Print the data that follows exactly as it stands, from its first line through the line containing "in arrival order.", and stop there.
+++ Recorded data +++
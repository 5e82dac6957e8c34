//! WebSocket server: accept loop and per-connection task management.
//!
//! This module is responsible for:
//!
//! 1. Accepting incoming TCP connections on the WebSocket listener.
//! 2. Upgrading each connection to a WebSocket session, rejecting the
//!    handshake with `404` when its URL path is not a served namespace.
//! 3. Reading JSON text frames and answering each one through the
//!    [`SocketDispatcher`], strictly in arrival order.
//! 4. Stopping the accept loop and closing sessions when the shutdown signal
//!    fires.
//!
//! # Scalability
//!
//! Each session runs in its own Tokio task; the accept loop never waits on a
//! session.  Inside one session frames are handled one at a time, so a client
//! always receives replies in the order it sent events.

use std::net::SocketAddr;
use std::sync::Arc;

use anyhow::Context;
use futures_util::{SinkExt, StreamExt};
use tokio::net::{TcpListener, TcpStream};
use tokio::sync::watch;
use tokio_tungstenite::tungstenite::handshake::server::{ErrorResponse, Request, Response};
use tokio_tungstenite::tungstenite::http::StatusCode;
use tokio_tungstenite::{
    accept_hdr_async,
    tungstenite::{Error as WsError, Message as WsMessage},
};
use tracing::{debug, error, info, warn};
use uuid::Uuid;

use crate::application::SocketDispatcher;
use crate::domain::OutboundFrame;

// ── Public API ────────────────────────────────────────────────────────────────

/// Runs the WebSocket accept loop on `listener` until `shutdown` flips to
/// `true`.
///
/// # Errors
///
/// Returns an error if the listener has no local address.  Per-connection
/// failures are logged and never end the loop.
pub async fn run_server(
    listener: TcpListener,
    dispatcher: Arc<SocketDispatcher>,
    mut shutdown: watch::Receiver<bool>,
) -> anyhow::Result<()> {
    let addr = listener
        .local_addr()
        .context("WebSocket listener has no local address")?;
    info!(%addr, events = dispatcher.event_count(), "WebSocket server listening");

    loop {
        if *shutdown.borrow() {
            break;
        }
        tokio::select! {
            accepted = listener.accept() => match accepted {
                Ok((stream, peer_addr)) => {
                    let dispatcher = Arc::clone(&dispatcher);
                    let shutdown = shutdown.clone();
                    tokio::spawn(async move {
                        handle_connection(stream, peer_addr, dispatcher, shutdown).await;
                    });
                }
                Err(e) => {
                    // Transient accept error (e.g., too many open file descriptors).
                    error!("accept error: {e}");
                }
            },
            changed = shutdown.changed() => {
                if changed.is_err() {
                    break;
                }
            }
        }
    }

    info!("WebSocket server stopped");
    Ok(())
}

// ── Per-session handler ───────────────────────────────────────────────────────

/// Top-level handler for one connection.  Wraps [`run_session`] and logs how
/// it ended.
async fn handle_connection(
    stream: TcpStream,
    peer_addr: SocketAddr,
    dispatcher: Arc<SocketDispatcher>,
    shutdown: watch::Receiver<bool>,
) {
    let session_id = Uuid::new_v4();
    match run_session(stream, peer_addr, session_id, dispatcher, shutdown).await {
        Ok(()) => info!(%session_id, %peer_addr, "session closed"),
        Err(e) => warn!(%session_id, %peer_addr, "session closed with error: {e:#}"),
    }
}

/// Handshake, then the frame loop.
async fn run_session(
    stream: TcpStream,
    peer_addr: SocketAddr,
    session_id: Uuid,
    dispatcher: Arc<SocketDispatcher>,
    mut shutdown: watch::Receiver<bool>,
) -> anyhow::Result<()> {
    // ── Handshake: the URL path selects the namespace ─────────────────────────
    let mut namespace = None;
    let select_namespace = |request: &Request, response: Response| {
        let path = request.uri().path();
        if dispatcher.has_namespace(path) {
            namespace = Some(path.to_owned());
            Ok(response)
        } else {
            Err(reject_namespace(path))
        }
    };
    let ws_stream = accept_hdr_async(stream, select_namespace)
        .await
        .with_context(|| format!("WebSocket handshake failed with {peer_addr}"))?;
    let namespace = namespace.context("handshake accepted without a namespace")?;

    info!(%session_id, %peer_addr, namespace = %namespace, "WebSocket session established");

    let (mut ws_tx, mut ws_rx) = ws_stream.split();

    // ── Frame loop ─────────────────────────────────────────────────────────────
    loop {
        let message = tokio::select! {
            next = ws_rx.next() => next,
            _ = shutdown.changed() => {
                debug!(%session_id, "shutdown; closing session");
                ws_tx.send(WsMessage::Close(None)).await.ok();
                break;
            }
        };

        let message = match message {
            Some(Ok(msg)) => msg,
            Some(Err(WsError::ConnectionClosed | WsError::Protocol(_))) => {
                debug!(%session_id, "client WebSocket closed");
                break;
            }
            Some(Err(e)) => {
                warn!(%session_id, "WebSocket error: {e}");
                break;
            }
            None => {
                debug!(%session_id, "client stream ended");
                break;
            }
        };

        let reply = match message {
            WsMessage::Text(text) => dispatcher.handle_text(&namespace, &text).await,
            WsMessage::Binary(_) => SocketDispatcher::binary_rejected(),
            WsMessage::Close(_) => {
                debug!(%session_id, "client sent close frame");
                break;
            }
            // Ping/Pong are answered by tungstenite itself.
            WsMessage::Ping(_) | WsMessage::Pong(_) | WsMessage::Frame(_) => continue,
        };

        debug!(%session_id, event = %reply.event, "replying");
        if !send_frame(&mut ws_tx, &reply).await {
            debug!(%session_id, "send failed (client disconnected)");
            break;
        }
    }

    Ok(())
}

/// Writes one frame; `false` when the client is gone.
async fn send_frame<S>(sink: &mut S, frame: &OutboundFrame) -> bool
where
    S: SinkExt<WsMessage> + Unpin,
{
    match frame.to_text() {
        Ok(text) => sink.send(WsMessage::Text(text)).await.is_ok(),
        Err(e) => {
            error!("failed to encode outbound frame: {e}");
            true
        }
    }
}

fn reject_namespace(path: &str) -> ErrorResponse {
    debug!(namespace = path, "handshake for unknown namespace rejected");
    let mut response = ErrorResponse::new(Some(format!("unknown namespace '{path}'")));
    *response.status_mut() = StatusCode::NOT_FOUND;
    response
}
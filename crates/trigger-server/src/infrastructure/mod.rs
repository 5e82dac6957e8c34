//! Infrastructure layer for trigger-server.
//!
//! The infrastructure layer handles all I/O: reading settings and metadata
//! files, serving HTTP through axum and WebSocket sessions through
//! tokio-tungstenite.
//!
//! # What does NOT belong here?
//!
//! - Frame parsing and event routing (that is the application layer)
//! - Settings and frame type definitions (that is the domain layer)
//! - Command-line parsing (that is done in `main.rs`)

pub mod config_store;
pub mod http_server;
pub mod metadata_file;
pub mod runtime;
pub mod ws_server;

pub use config_store::{load_settings, ConfigStoreError};
pub use http_server::{serve_http, HttpRuntime};
pub use metadata_file::{load_metadata, parse_metadata, MetadataFileError};
pub use runtime::{bind_service, BoundService, ServiceRuntime};
pub use ws_server::run_server;
//! Wires descriptors into both serving runtimes at once.
//!
//! [`ServiceRuntime`] forwards HTTP routes to the axum [`HttpRuntime`] and
//! socket routes to the [`SocketDispatcher`], so a single registration pass
//! covers both transports and a conflict anywhere aborts everything before a
//! listener is bound.

use std::convert::Infallible;
use std::sync::Arc;

use axum::Router;
use trigger_core::{
    CorsPolicy, HttpRoute, Registrar, RegistrationError, RegistrationSummary, ServingRuntime,
    SocketRoute, UseCaseDescriptor,
};

use crate::application::SocketDispatcher;
use crate::infrastructure::http_server::HttpRuntime;

/// Both transports, filled by one registration.
#[derive(Default)]
pub struct ServiceRuntime {
    pub http: HttpRuntime,
    pub sockets: SocketDispatcher,
}

impl ServingRuntime for ServiceRuntime {
    type Error = Infallible;

    fn register_http(&mut self, route: &HttpRoute) -> Result<(), Self::Error> {
        self.http.register_http(route)
    }

    fn register_socket(&mut self, route: &SocketRoute) -> Result<(), Self::Error> {
        self.sockets.register_socket(route)
    }
}

/// What the server needs to start listening.
pub struct BoundService {
    pub router: Router,
    pub sockets: Arc<SocketDispatcher>,
    pub summary: RegistrationSummary,
}

/// Registers `descriptors` and builds the HTTP router and socket dispatcher.
///
/// # Errors
///
/// [`RegistrationError`] for conflicts or malformed descriptors; nothing is
/// built in that case.
pub fn bind_service(
    descriptors: &[UseCaseDescriptor],
    cors: Option<CorsPolicy>,
) -> Result<BoundService, RegistrationError> {
    let mut runtime = ServiceRuntime::default();
    let summary = Registrar::new().register_all(descriptors, &mut runtime)?;

    Ok(BoundService {
        router: runtime.http.into_router(cors),
        sockets: Arc::new(runtime.sockets),
        summary,
    })
}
+++
- _Response to the exercise_:
repository 5e82dac6957e8c34
//! WebSocket server: accept loop and per-connection task management.
//!
//! This module is responsible for:
//!
//! 1. Accepting incoming TCP connections on the WebSocket listener.
//! 2. Upgrading each connection to a WebSocket session, rejecting the
//!    handshake with `404` when its URL path is not a served namespace.
//! 3. Reading JSON text frames and answering each one through the
//!    [`SocketDispatcher`], strictly in arrival order.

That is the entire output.